Dataset entries ->
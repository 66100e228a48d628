//! ISO-8601 local date-time without offset, e.g. `2030-02-01T10:00:00`.
//! All instants on the wire use this shape; the server interprets them in
//! a single fixed zone.

use time::{format_description::FormatItem, macros::format_description};

pub const FORMAT: &[FormatItem<'static>] =
    format_description!("[year]-[month]-[day]T[hour]:[minute]:[second]");

pub mod iso_local {
    use serde::{de, Deserialize, Deserializer, Serializer};
    use time::PrimitiveDateTime;

    use super::FORMAT;

    pub fn serialize<S: Serializer>(dt: &PrimitiveDateTime, s: S) -> Result<S::Ok, S::Error> {
        let text = dt.format(FORMAT).map_err(serde::ser::Error::custom)?;
        s.serialize_str(&text)
    }

    pub fn deserialize<'de, D: Deserializer<'de>>(d: D) -> Result<PrimitiveDateTime, D::Error> {
        let text = String::deserialize(d)?;
        PrimitiveDateTime::parse(&text, FORMAT).map_err(de::Error::custom)
    }

    pub mod option {
        use super::*;

        pub fn serialize<S: Serializer>(
            dt: &Option<PrimitiveDateTime>,
            s: S,
        ) -> Result<S::Ok, S::Error> {
            match dt {
                Some(dt) => super::serialize(dt, s),
                None => s.serialize_none(),
            }
        }

        pub fn deserialize<'de, D: Deserializer<'de>>(
            d: D,
        ) -> Result<Option<PrimitiveDateTime>, D::Error> {
            let text = Option::<String>::deserialize(d)?;
            match text {
                Some(text) => PrimitiveDateTime::parse(&text, super::FORMAT)
                    .map(Some)
                    .map_err(de::Error::custom),
                None => Ok(None),
            }
        }
    }
}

Task description ->
Whenever the word "parse" shows up in a line of the entries, list that line.

Solution below ->
        PrimitiveDateTime::parse(&text, FORMAT).map_err(de::Error::custom)
                Some(text) => PrimitiveDateTime::parse(&text, super::FORMAT)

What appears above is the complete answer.